That said, some of the commentators are kinda missing the point. Executives like to do two things when they can get away with it: check lists, and 'save' money. Check lists makes the sloppy real world shallow and abstract. They don't have to think about the real problems behind those check lists, hence the slate of unaddressed problems in corporate America: unlevel playing fields, growing numbers of disgruntled employees and contractors and activist hackers (you should read 'engaged security researcher' in layman's terms and context) turning on corporations that treat them poorly, abysmal physical and technical security, resigned consumers, so on.

Saving money is more of a creative endeavor, in that its interpretation is generally up to how the question is asked. If you can present a proposal to the middle and upper executives how you can 'save' them money in language they can understand, they're almost always going to listen to you, especially if they've already drunk the latest hype train koolaid and you can tell them how to do <it> cheaper.

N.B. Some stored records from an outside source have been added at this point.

//! §4.I ExportEngine — structurally mirrors [`crate::acquisition`]'s
//! read → swap → digest → write loop but in the opposite direction
//! (source is an existing EWF/RAW image; output is RAW or EWF), plus
//! per-file-entry export from a logical-evidence tree.
//!
//! Grounded on libewf's `export_handle`, which duplicates
//! `imaging_handle`'s chunking rather than sharing it (two binaries,
//! `ewfacquire`/`ewfexport`, each owning their own loop) -- this crate
//! keeps the same split rather than merging both engines behind one
//! generic pipeline function.

use crate::buffer::StorageMediaBuffer;
use crate::digest::{DigestResult, DigestSelection, IntegrityDigest};
use crate::error::{Error, Result};
use crate::handle::ImageHandle;
use log::{info, warn};
use std::fs;
use std::path::{Path, PathBuf};
use std::sync::atomic::{AtomicBool, Ordering};
use std::sync::Arc;

#[derive(Debug, Clone, Copy, PartialEq, Eq)]
pub enum Status {
    Initialized,
    Running,
    Aborted,
    Failed,
    Completed,
}

pub struct ExportJob {
    pub export_offset: u64,
    pub export_size: u64,
    pub bytes_per_sector: u32,
    pub sectors_per_chunk: u32,
    pub process_buffer_size: usize,
    pub swap_byte_pairs: bool,
    pub digests: DigestSelection,
}

impl ExportJob {
    pub fn new(export_offset: u64, export_size: u64, bytes_per_sector: u32, sectors_per_chunk: u32) -> Self {
        ExportJob {
            export_offset,
            export_size,
            bytes_per_sector,
            sectors_per_chunk,
            process_buffer_size: 64 * 1024,
            swap_byte_pairs: false,
            digests: DigestSelection::all(),
        }
    }

    fn chunk_size(&self) -> usize {
        (self.bytes_per_sector as usize) * (self.sectors_per_chunk as usize)
    }
}

pub struct ExportResult {
    pub status: Status,
    pub bytes_done: u64,
    pub digests: Option<DigestResult>,
}

/// Drives the read-source/write-destination byte-copy loop for whole-
/// image export (symmetric with `acquisition::AcquisitionEngine`).
pub struct ExportEngine {
    job: ExportJob,
    status: Status,
    abort: Arc<AtomicBool>,
}

impl ExportEngine {
    pub fn new(job: ExportJob) -> Self {
        ExportEngine {
            job,
            status: Status::Initialized,
            abort: Arc::new(AtomicBool::new(false)),
        }
    }

    pub fn abort_flag(&self) -> Arc<AtomicBool> {
        self.abort.clone()
    }

    pub fn status(&self) -> Status {
        self.status
    }

    /// Runs the export to completion. If `output` is `None`, bytes are
    /// read and hashed but discarded -- the `verify` subcommand's mode
    /// (§4.K), re-deriving hashes against `integrity_hash_values`
    /// without materializing a copy.
    pub fn run(&mut self, source: &mut ImageHandle, output: Option<&mut ImageHandle>) -> Result<ExportResult> {
        source.share_abort_flag(self.abort.clone());
        self.status = Status::Running;
        let result = self.run_inner(source, output);
        match &result {
            Ok(r) if r.status == Status::Completed => {}
            Ok(r) => self.status = r.status,
            Err(_) => self.status = Status::Failed,
        }
        result
    }

    fn run_inner(&mut self, source: &mut ImageHandle, mut output: Option<&mut ImageHandle>) -> Result<ExportResult> {
        if let Some(out) = output.as_deref_mut() {
            out.share_abort_flag(self.abort.clone());
        }

        let chunk_size = self.job.chunk_size().max(1);
        let output_chunk_size = self.job.process_buffer_size.max(chunk_size);
        let mut buffer = StorageMediaBuffer::new(chunk_size, chunk_size + 4096);
        let mut digests = IntegrityDigest::new(self.job.digests);
        let mut accumulator: Vec<u8> = Vec::with_capacity(output_chunk_size);

        let mut bytes_done: u64 = 0;
        while bytes_done < self.job.export_size {
            if self.abort.load(Ordering::SeqCst) {
                return Ok(ExportResult {
                    status: Status::Aborted,
                    bytes_done,
                    digests: None,
                });
            }

            let read_size = std::cmp::min(chunk_size as u64, self.job.export_size - bytes_done) as usize;
            let read_count = source.read_chunk(&mut buffer.raw_buffer_mut()[..read_size])?;
            if read_count == 0 {
                return Err(Error::UnexpectedEof {
                    read: 0,
                    expected: read_size as u64,
                });
            }
            buffer.set_raw_data_len(read_count);
            let proc_count = source.prepare_read(read_count)?;

            if self.job.swap_byte_pairs && proc_count % 2 == 0 {
                buffer.swap_byte_pairs(proc_count)?;
            }

            {
                let (data, len) = buffer.get_data();
                digests.update(&data[..len.min(proc_count)]);
            }
            bytes_done += proc_count as u64;

            if let Some(out) = output.as_deref_mut() {
                let mut remaining = proc_count;
                let mut consumed = 0usize;
                while remaining > 0 {
                    let w = std::cmp::min(remaining, output_chunk_size - accumulator.len());
                    {
                        let (data, _) = buffer.get_data();
                        accumulator.extend_from_slice(&data[consumed..consumed + w]);
                    }
                    consumed += w;
                    remaining -= w;

                    let window_exhausted = bytes_done >= self.job.export_size;
                    if !window_exhausted && accumulator.len() < output_chunk_size {
                        break;
                    }
                    let (payload, is_compressed) = out.prepare_write(&accumulator)?;
                    out.write_chunk(&payload, is_compressed)?;
                    accumulator.clear();
                }
            }
        }

        let digest_result = digests.finalize();
        if let Some(out) = output.as_deref_mut() {
            if let Some(md5) = &digest_result.md5 {
                out.set_hash_value("MD5", md5.clone())?;
            }
            if let Some(sha1) = &digest_result.sha1 {
                out.set_hash_value("SHA1", sha1.clone())?;
            }
            if let Some(sha256) = &digest_result.sha256 {
                out.set_hash_value("SHA256", sha256.clone())?;
            }
            out.write_finalize()?;
        }

        Ok(ExportResult {
            status: Status::Completed,
            bytes_done,
            digests: Some(digest_result),
        })
    }
}

/// A node of a synthetic logical-evidence tree (§4.I). Populated only
/// by tests/tools, since the current EWF reader does not parse `.L01`
/// logical-evidence containers.
#[derive(Debug, Clone)]
pub enum LogicalEntry {
    Directory {
        name: String,
        children: Vec<LogicalEntry>,
    },
    File {
        name: String,
        /// Size recorded in the logical-evidence tree's metadata.
        declared_size: u64,
        /// Bytes actually available to copy. Shorter than
        /// `declared_size` simulates a short-read failure.
        data: Vec<u8>,
    },
}

/// Outcome of one file-entry export.
#[derive(Debug, Clone, PartialEq, Eq)]
pub enum EntryOutcome {
    Copied,
    Failed,
}

/// One file entry's export outcome, keyed by its path relative to the
/// tree root.
#[derive(Debug, Clone)]
pub struct EntryReport {
    pub relative_path: PathBuf,
    pub outcome: EntryOutcome,
}

/// Result of walking and exporting an entire logical-evidence tree.
pub struct WalkReport {
    pub entries: Vec<EntryReport>,
}

impl WalkReport {
    pub fn failed_count(&self) -> usize {
        self.entries.iter().filter(|e| e.outcome == EntryOutcome::Failed).count()
    }
}

/// Walks `tree`, mirroring it under `dest_dir`: directories are
/// created, file entries are copied chunk-by-chunk using the same
/// `StorageMediaBuffer`-sized transfer unit as the whole-image loop.
/// A file entry whose available `data` is shorter than its
/// `declared_size` is not fatal -- it is recorded as `Failed` and the
/// walk continues (§4.I).
pub fn export_file_entries(tree: &LogicalEntry, dest_dir: &Path, chunk_size: usize) -> Result<WalkReport> {
    let mut entries = Vec::new();
    walk(tree, dest_dir, Path::new(""), chunk_size.max(1), &mut entries)?;
    Ok(WalkReport { entries })
}

fn walk(node: &LogicalEntry, dest_root: &Path, relative: &Path, chunk_size: usize, out: &mut Vec<EntryReport>) -> Result<()> {
    match node {
        LogicalEntry::Directory { name, children } => {
            let sanitized = sanitize_name(name);
            let rel = relative.join(&sanitized);
            fs::create_dir_all(dest_root.join(&rel))?;
            for child in children {
                walk(child, dest_root, &rel, chunk_size, out)?;
            }
            Ok(())
        }
        LogicalEntry::File {
            name,
            declared_size,
            data,
        } => {
            let sanitized = sanitize_name(name);
            let rel = relative.join(&sanitized);
            let outcome = copy_file_entry(&rel, dest_root, *declared_size, data, chunk_size)?;
            if outcome == EntryOutcome::Failed {
                warn!("export_file_entries: short read on {rel:?}, recorded as FAILED");
            } else {
                info!("export_file_entries: copied {rel:?}");
            }
            out.push(EntryReport {
                relative_path: rel,
                outcome,
            });
            Ok(())
        }
    }
}

fn copy_file_entry(
    relative: &Path,
    dest_root: &Path,
    declared_size: u64,
    data: &[u8],
    chunk_size: usize,
) -> Result<EntryOutcome> {
    let dest_path = dest_root.join(relative);
    if let Some(parent) = dest_path.parent() {
        fs::create_dir_all(parent)?;
    }

    let mut file = fs::File::create(&dest_path)?;
    let mut written = 0u64;
    let mut offset = 0usize;
    while offset < data.len() {
        let w = std::cmp::min(chunk_size, data.len() - offset);
        std::io::Write::write_all(&mut file, &data[offset..offset + w])?;
        offset += w;
        written += w as u64;
    }

    if written != declared_size {
        return Ok(EntryOutcome::Failed);
    }
    Ok(EntryOutcome::Copied)
}

/// Strips path separators and leading dots so a logical-evidence entry
/// name can never escape `dest_root` (§4.I "sanitize names").
fn sanitize_name(name: &str) -> String {
    let cleaned: String = name
        .chars()
        .map(|c| if c == '/' || c == '\\' { '_' } else { c })
        .collect();
    cleaned.trim_start_matches('.').to_string()
}

#[cfg(test)]
mod tests {
    use super::*;
    use crate::raw_handle::{Access, RawHandle};
    use tempfile::tempdir;

    fn make_source(dir: &Path, data: &[u8]) -> ImageHandle {
        let path = dir.join("in.raw");
        std::fs::write(&path, data).unwrap();
        let mut handle = RawHandle::new();
        handle.open(&[path], Access::Read).unwrap();
        ImageHandle::raw(handle)
    }

    fn make_output(dir: &Path, name: &str) -> ImageHandle {
        let basename = dir.join(name);
        let mut handle = RawHandle::new();
        handle.open(&[basename], Access::Write).unwrap();
        ImageHandle::raw(handle)
    }

    #[test]
    fn round_trip_identity_acquire_then_export() {
        let dir = tempdir().unwrap();
        let data: Vec<u8> = (0..20_000u32).map(|i| (i % 256) as u8).collect();

        // acquire src -> raw "mid"
        let mut src = make_source(dir.path(), &data);
        let mut mid = make_output(dir.path(), "mid");
        let job = crate::acquisition::AcquisitionJob::new(0, data.len() as u64, 512, 4);
        let mut engine = crate::acquisition::AcquisitionEngine::new(job);
        let acq = engine.run(&mut src, &mut mid, None).unwrap();
        assert_eq!(acq.status, crate::acquisition::Status::Completed);

        // export mid -> raw "dst"
        let mut mid_reader = RawHandle::new();
        mid_reader.open(&[dir.path().join("mid.raw")], Access::Read).unwrap();
        let mut mid_handle = ImageHandle::raw(mid_reader);
        let mut dst = make_output(dir.path(), "dst");
        let export_job = ExportJob::new(0, data.len() as u64, 512, 4);
        let mut export_engine = ExportEngine::new(export_job);
        let exp = export_engine.run(&mut mid_handle, Some(&mut dst)).unwrap();

        assert_eq!(exp.status, Status::Completed);
        let final_bytes = std::fs::read(dir.path().join("dst.raw")).unwrap();
        assert_eq!(final_bytes, data);
        assert_eq!(acq.digests.unwrap().md5, exp.digests.unwrap().md5);
    }

    #[test]
    fn verify_mode_hashes_without_writing_output() {
        let dir = tempdir().unwrap();
        let data = vec![0x33u8; 8192];
        let mut src = make_source(dir.path(), &data);
        let job = ExportJob::new(0, data.len() as u64, 512, 4);
        let mut engine = ExportEngine::new(job);
        let result = engine.run(&mut src, None).unwrap();
        assert_eq!(result.status, Status::Completed);
        assert!(result.digests.unwrap().md5.is_some());
    }

    #[test]
    fn file_entry_walk_reports_short_read_as_failed_and_continues() {
        let dir = tempdir().unwrap();
        let tree = LogicalEntry::Directory {
            name: "case".to_string(),
            children: vec![
                LogicalEntry::File {
                    name: "ok.txt".to_string(),
                    declared_size: 5,
                    data: b"hello".to_vec(),
                },
                LogicalEntry::File {
                    name: "short.txt".to_string(),
                    declared_size: 10,
                    data: b"abc".to_vec(),
                },
            ],
        };

        let report = export_file_entries(&tree, dir.path(), 4096).unwrap();
        assert_eq!(report.entries.len(), 2);
        assert_eq!(report.failed_count(), 1);

        let ok_contents = std::fs::read(dir.path().join("case/ok.txt")).unwrap();
        assert_eq!(ok_contents, b"hello");
        let short_contents = std::fs::read(dir.path().join("case/short.txt")).unwrap();
        assert_eq!(short_contents, b"abc");
    }
}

That's one reason Intel's stock is rising, the current upper management at Intel is saying all the right things to the investor crowd who doesn't know enough about how much the technical details matter to the actual customers, like "Does it run my already established CUDA-based code at sufficient, provable performance to get me to buy?" Nvidia's hardware is fine, but that's not really what has customers not budging from the three incumbents, Nvidia, AMD, and Apple even on inferrence side... actually Apple is where the inference side shines with the unified memory architecture. Probably why new orders of Mac Mini/Studio have delivery dates into mid to late summer now while the iMacs have a lead time of a week or two (I checked yesterday for different reasons). The reasons they aren't budging is because their code bases are already dependent on the respective SDKs. If those SDKs don't explicitly support Intel's new product, they aren't going to get many sales (certification matters to corporate and government buyers).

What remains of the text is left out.